1. Short-term cash flow vs. long-term relationship

A loyal customer who is temporarily in trouble, do you give them a deferment or do you stick strictly to the payment agreements? Your financial ratio says one thing, your relational feeling says something else.

2. Standard policy vs. customization

Procedures ensure consistency. But what if a unique situation calls for more human action? Do you then go for customization and how do you justify this to the rest of the organization?

3. Internal KPIs vs. external impact

For every organization, a low DSO is important. But what if that pressure leads to collection measures that permanently damage your customer relationship?

There's plenty to think about. At Onguard, we believe that these dilemmas can be resolved with a CFR approach. How?

From Principle to Practice: How to Bring Corporate Financial Responsibility to Life

It can be quite abstract to envision what working in a CFR manner looks like in practice for a credit manager. And it can still be quite a task to establish clear guidelines. To support this, I share a number of practical steps that can help make CFR a structural part of the workflow:

1. Collaborate on Policy

It is important that credit managers actively discuss CFR within the team. This way, collective thought can be given to a policy in such situations and what role CFR should play in the company. Because a customer who is financially struggling is unfortunately not an exception.

Determine together with the team where and when there is room for humanity and customization in the processes. For example, in a collaboration of several years, the scope of the collaboration with the customer, or the number of outstanding invoices.

2. Document Agreements Well

Once your team has determined where exceptions can be made, it is important to document these well. This way, you have a clear overview of which adjustments you have made for which customers. This ensures transparency towards your own organization, but also towards the customer.

For this, for example, establish a registration system in which exceptions are recorded. By ensuring that the agreements are clear in advance, discussions afterwards can be avoided.

3. Integrate CFR into Team Meetings

Team meetings are often heavily focused on figures such as DSO and cash flow. This is, of course, important, but when only financial KPIs are discussed, the broader context can be lost. By also structurally pausing to consider the customer relationship and other signals such as satisfaction and how the customer communicates, the team gains a better understanding of the status of the collaboration.

If the customer usually responds quickly to emails or calls, but there is suddenly radio silence?
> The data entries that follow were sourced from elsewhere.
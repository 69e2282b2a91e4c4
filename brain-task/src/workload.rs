//! Translates a task request into an isolated Kubernetes `Job` spec
//! (spec §4.9 step 2).

use std::collections::BTreeMap;
use std::time::Duration;

use k8s_openapi::api::batch::v1::{Job, JobSpec};
use k8s_openapi::api::core::v1::{
    Capabilities, Container, EnvVar, HostPathVolumeSource, PodSecurityContext, PodSpec,
    PodTemplateSpec, ResourceRequirements, SeccompProfile, SecurityContext, Volume, VolumeMount,
};
use k8s_openapi::apimachinery::pkg::api::resource::Quantity;
use k8s_openapi::apimachinery::pkg::apis::meta::v1::ObjectMeta;

use crate::mount::MountGrant;
use crate::TaskMode;

/// Non-root uid every task pod runs as. Arbitrary but fixed, so the
/// toolbox image must not require root.
const TASK_UID: i64 = 65532;

/// Post-finish time-to-live before Kubernetes garbage-collects the Job
/// (spec §4.9 step 2).
const TTL_SECONDS_AFTER_FINISHED: i32 = 300;

fn job_name(task_id: &str) -> String {
    format!("brain-task-{task_id}")
}

fn resource_limits(cpu: &str, memory: &str) -> ResourceRequirements {
    let mut limits = BTreeMap::new();
    limits.insert("cpu".to_string(), Quantity(cpu.to_string()));
    limits.insert("memory".to_string(), Quantity(memory.to_string()));
    ResourceRequirements {
        limits: Some(limits),
        ..Default::default()
    }
}

/// Build the isolated workload spec for one task. `cpu_limit`/`mem_limit`
/// follow Kubernetes quantity syntax (e.g. `"1"`, `"512Mi"`).
#[allow(clippy::too_many_arguments)]
pub fn build_job(
    task_id: &str,
    toolbox: &str,
    mode: TaskMode,
    goal: &str,
    grants: &[MountGrant],
    timeout: Duration,
    cpu_limit: &str,
    mem_limit: &str,
) -> Job {
    let name = job_name(task_id);

    let volumes: Vec<Volume> = grants
        .iter()
        .enumerate()
        .map(|(index, grant)| Volume {
            name: format!("mount-{index}"),
            host_path: Some(HostPathVolumeSource {
                path: grant.path.clone(),
                type_: None,
            }),
            ..Default::default()
        })
        .collect();

    let volume_mounts: Vec<VolumeMount> = grants
        .iter()
        .enumerate()
        .map(|(index, grant)| VolumeMount {
            name: format!("mount-{index}"),
            mount_path: grant.path.clone(),
            read_only: Some(grant.read_only),
            ..Default::default()
        })
        .collect();

    let container = Container {
        name: "task".to_string(),
        image: Some(toolbox.to_string()),
        env: Some(vec![
            EnvVar {
                name: "BRAIN_TASK_MODE".to_string(),
                value: Some(mode.as_str().to_string()),
                ..Default::default()
            },
            EnvVar {
                name: "BRAIN_TASK_GOAL".to_string(),
                value: Some(goal.to_string()),
                ..Default::default()
            },
        ]),
        volume_mounts: Some(volume_mounts),
        resources: Some(resource_limits(cpu_limit, mem_limit)),
        security_context: Some(SecurityContext {
            read_only_root_filesystem: Some(true),
            run_as_non_root: Some(true),
            run_as_user: Some(TASK_UID),
            allow_privilege_escalation: Some(false),
            capabilities: Some(Capabilities {
                drop: Some(vec!["ALL".to_string()]),
                add: None,
            }),
            ..Default::default()
        }),
        ..Default::default()
    };

    let pod_spec = PodSpec {
        containers: vec![container],
        volumes: Some(volumes),
        restart_policy: Some("Never".to_string()),
        security_context: Some(PodSecurityContext {
            run_as_non_root: Some(true),
            run_as_user: Some(TASK_UID),
            seccomp_profile: Some(SeccompProfile {
                type_: "RuntimeDefault".to_string(),
                ..Default::default()
            }),
            ..Default::default()
        }),
        active_deadline_seconds: Some(timeout.as_secs() as i64),
        ..Default::default()
    };

    Job {
        metadata: ObjectMeta {
            name: Some(name),
            labels: Some(BTreeMap::from([(
                "app.kubernetes.io/managed-by".to_string(),
                "brain-task".to_string(),
            )])),
            ..Default::default()
        },
        spec: Some(JobSpec {
            backoff_limit: Some(0),
            ttl_seconds_after_finished: Some(TTL_SECONDS_AFTER_FINISHED),
            template: PodTemplateSpec {
                spec: Some(pod_spec),
                ..Default::default()
            },
            ..Default::default()
        }),
        status: None,
    }
}

#[cfg(test)]
mod tests {
    use super::*;

    #[test]
    fn job_carries_no_restart_and_ttl() {
        let job = build_job("t1", "image:latest", TaskMode::Script, "goal", &[], Duration::from_secs(60), "1", "512Mi");
        let spec = job.spec.unwrap();
        assert_eq!(spec.backoff_limit, Some(0));
        assert_eq!(spec.ttl_seconds_after_finished, Some(TTL_SECONDS_AFTER_FINISHED));
        assert_eq!(spec.template.spec.unwrap().restart_policy, Some("Never".to_string()));
    }

    #[test]
    fn job_pins_active_deadline_to_the_requested_timeout() {
        let job = build_job("t1", "image:latest", TaskMode::Agent, "goal", &[], Duration::from_secs(1800), "1", "512Mi");
        let pod_spec = job.spec.unwrap().template.spec.unwrap();
        assert_eq!(pod_spec.active_deadline_seconds, Some(1800));
    }

    #[test]
    fn container_drops_all_capabilities_and_uses_readonly_root() {
        let job = build_job("t1", "image:latest", TaskMode::Script, "goal", &[], Duration::from_secs(60), "1", "512Mi");
        let container = &job.spec.unwrap().template.spec.unwrap().containers[0];
        let security = container.security_context.as_ref().unwrap();
        assert_eq!(security.read_only_root_filesystem, Some(true));
        assert_eq!(security.capabilities.as_ref().unwrap().drop, Some(vec!["ALL".to_string()]));
    }

    #[test]
    fn volume_mount_read_only_matches_the_grant() {
        let grants = vec![MountGrant {
            path: "/data".to_string(),
            read_only: false,
        }];
        let job = build_job("t1", "image:latest", TaskMode::Script, "goal", &grants, Duration::from_secs(60), "1", "512Mi");
        let pod_spec = job.spec.unwrap().template.spec.unwrap();
        assert_eq!(pod_spec.containers[0].volume_mounts.as_ref().unwrap()[0].read_only, Some(false));
    }
}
Or are invoices being paid less well? Then it may be the next step to discuss the changed (payment) behavior with that customer and what the possible causes are.

4. Invest in Communication Skills

Credit management goes beyond numbers alone; it also requires strong human skills. By training employees in conversation techniques, empathetic listening, and constructively dealing with conflicts, they gain the right tools to conduct conversations with customers confidently.
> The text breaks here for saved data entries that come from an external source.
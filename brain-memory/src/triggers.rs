//! Observer and reflector triggers.
//!
//! Both run fire-and-forget from the agent loop's perspective: callers
//! spawn these and never await completion inline with a turn, and any
//! failure is logged, never propagated.

use async_trait::async_trait;
use brain_model::provider::Provider;
use brain_model::types::{ContentPart, ProviderMessage, ProviderRequest, Role};
use serde::Deserialize;

/// A memory candidate extracted by an [`Observer`], not yet written to
/// the memory service.
#[derive(Debug, Clone, Deserialize)]
pub struct CandidateMemory {
    /// The text to remember.
    pub content: String,
    /// Free-form category (no semantic effect, per spec).
    #[serde(default = "default_category")]
    pub category: String,
}

fn default_category() -> String {
    "general".to_string()
}

/// Extracts candidate memories from a recent conversation window.
/// Object-safe so [`crate::MemoryService`] can hold one behind a `Box`
/// regardless of which provider backs it.
#[async_trait]
pub trait Observer: Send + Sync {
    /// Inspect `recent_window` (the unobserved turns' text) and return
    /// memories worth persisting. An empty vec means nothing survived.
    async fn observe(&self, recent_window: &str) -> Result<Vec<CandidateMemory>, String>;
}

const OBSERVER_SYSTEM_PROMPT: &str = "You extract durable facts worth remembering from a \
conversation excerpt. Respond with a JSON array of objects, each `{\"content\": \"...\", \
\"category\": \"...\"}`. Only include facts that would still matter days from now \
(preferences, commitments, identifying details). If nothing qualifies, respond with `[]`. \
Respond with the JSON array alone, no commentary, no markdown fences.";

/// An [`Observer`] backed by a (typically cheaper) [`Provider`] model.
pub struct ProviderObserver<P: Provider> {
    provider: P,
    model: String,
}

impl<P: Provider> ProviderObserver<P> {
    /// Build an observer that calls `model` on `provider` for extraction.
    pub fn new(provider: P, model: impl Into<String>) -> Self {
        Self {
            provider,
            model: model.into(),
        }
    }
}

#[async_trait]
impl<P: Provider> Observer for ProviderObserver<P> {
    async fn observe(&self, recent_window: &str) -> Result<Vec<CandidateMemory>, String> {
        let request = ProviderRequest {
            model: Some(self.model.clone()),
            messages: vec![ProviderMessage {
                role: Role::User,
                content: vec![ContentPart::Text {
                    text: recent_window.to_string(),
                }],
            }],
            tools: vec![],
            max_tokens: Some(512),
            temperature: Some(0.0),
            system: Some(OBSERVER_SYSTEM_PROMPT.to_string()),
            extra: serde_json::Value::Null,
        };
        let response = self
            .provider
            .complete(request)
            .await
            .map_err(|e| e.to_string())?;
        let text = response
            .content
            .iter()
            .find_map(|part| match part {
                ContentPart::Text { text } => Some(text.as_str()),
                _ => None,
            })
            .unwrap_or_default();
        serde_json::from_str(text).map_err(|e| format!("observer response not valid JSON: {e}"))
    }
}

/// The reflector's trigger condition is implemented (`turns_since_reflection
/// >= REF_THRESHOLD`, in [`crate::MemoryService::on_turn`]); its compaction
/// algorithm is left as a logged no-op, per the spec's own open question
/// ("a placeholder in the source... conservative default of no-op, log
/// that reflection was due").
pub fn reflect(conversation_id: &str) {
    tracing::info!(conversation_id, "reflection due (no-op: compaction policy not implemented)");
}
This not only increases the ease and effectiveness of contact but also ensures that decisions are both financially responsible and relationally sustainable.

5. Evaluate the Impact

Look back at the choices made regarding the credit management policy and assess their impact. Have measures or adjustments actually contributed to maintaining a strong customer relationship? How do you notice that? And what was the influence on the financial health of your own organization?
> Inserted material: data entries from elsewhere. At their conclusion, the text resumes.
//! Provider trait for LLM backends.
//!
//! The [`Provider`] trait uses RPITIT (return-position `impl Trait` in traits)
//! and is intentionally NOT object-safe. The object-safe boundary is
//! `brain_proto::Turn` — the agent loop (`brain-agent`), generic over `P: Provider`, implements Turn.

use crate::types::{ProviderRequest, ProviderResponse};
use std::future::Future;
use std::time::Duration;
use thiserror::Error;

/// Errors from LLM providers.
#[non_exhaustive]
#[derive(Debug, Error)]
pub enum ProviderError {
    /// Authentication/authorization failed (bad or missing API key).
    #[error("authentication failed: {0}")]
    Authentication(String),

    /// The request was malformed or rejected by the provider as invalid.
    #[error("invalid request: {0}")]
    InvalidRequest(String),

    /// The requested model does not exist or isn't accessible.
    #[error("model not found: {0}")]
    ModelNotFound(String),

    /// Provider rate-limited the request. `retry_after` is populated when
    /// the provider's response included a `Retry-After` header.
    #[error("rate limited")]
    RateLimit {
        /// Delay before retrying, if the provider specified one.
        retry_after: Option<Duration>,
    },

    /// The provider is temporarily overloaded or unavailable.
    #[error("service unavailable: {0}")]
    ServiceUnavailable(String),

    /// The request timed out.
    #[error("request timed out after {0:?}")]
    Timeout(Duration),

    /// A transport-level (connection, TLS, DNS) error occurred.
    #[error("network error: {0}")]
    Network(#[source] Box<dyn std::error::Error + Send + Sync>),

    /// The provider's response could not be parsed.
    #[error("invalid response: {0}")]
    InvalidResponse(String),

    /// Catch-all for other errors.
    #[error("{0}")]
    Other(#[source] Box<dyn std::error::Error + Send + Sync>),
}

impl ProviderError {
    /// Whether retrying this request might succeed.
    pub fn is_retryable(&self) -> bool {
        matches!(
            self,
            ProviderError::RateLimit { .. }
                | ProviderError::ServiceUnavailable(_)
                | ProviderError::Timeout(_)
                | ProviderError::Network(_)
        )
    }
}

/// LLM provider interface.
///
/// Each provider (Anthropic, OpenAI, Ollama) implements this trait.
/// Provider-native features (truncation, caching, thinking blocks)
/// are handled by the provider impl using `ProviderRequest.extra`.
///
/// This trait uses RPITIT and is NOT object-safe. That's intentional —
/// the agent loop is generic over `P: Provider`, and the object-safe boundary
/// is `brain_proto::Turn`.
pub trait Provider: Send + Sync {
    /// Send a completion request to the provider.
    fn complete(
        &self,
        request: ProviderRequest,
    ) -> impl Future<Output = Result<ProviderResponse, ProviderError>> + Send;
}

#[cfg(test)]
mod tests {
    use super::*;

    #[test]
    fn provider_error_display() {
        assert_eq!(
            ProviderError::ServiceUnavailable("overloaded".into()).to_string(),
            "service unavailable: overloaded"
        );
        assert_eq!(
            ProviderError::RateLimit { retry_after: None }.to_string(),
            "rate limited"
        );
        assert_eq!(
            ProviderError::Authentication("bad key".into()).to_string(),
            "authentication failed: bad key"
        );
        assert_eq!(
            ProviderError::InvalidResponse("bad json".into()).to_string(),
            "invalid response: bad json"
        );
    }

    #[test]
    fn provider_error_retryable() {
        assert!(ProviderError::RateLimit { retry_after: None }.is_retryable());
        assert!(ProviderError::ServiceUnavailable("timeout".into()).is_retryable());
        assert!(ProviderError::Timeout(Duration::from_secs(30)).is_retryable());
        assert!(!ProviderError::Authentication("bad key".into()).is_retryable());
        assert!(!ProviderError::InvalidResponse("x".into()).is_retryable());
        assert!(!ProviderError::ModelNotFound("x".into()).is_retryable());
        assert!(!ProviderError::InvalidRequest("x".into()).is_retryable());
    }
}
Check whether the agreements have been adhered to, what the effect on cash flow was, what the risks were, and whether they materialized. Only adjust the policy based on this information where necessary, to ensure it remains effective.

Balance is Not a Weakness

CFR does not call for soft choices, but for conscious choices. Organizations that learn to deal with the tensions between results and relationships build trust, resilience, and sustainable relationships. As a credit manager, you play a key role in this.

Engage in discussions within your organization about Corporate Financial Responsibility and incorporate ethics into your approach towards customers. This shows that careful credit management not only has a financial function but also makes a strategic contribution to the reputation and future viability of your organization and that of the customer. Those who only focus on results primarily see the risks. But those who also focus on the relationship create lasting success for themselves and their organization.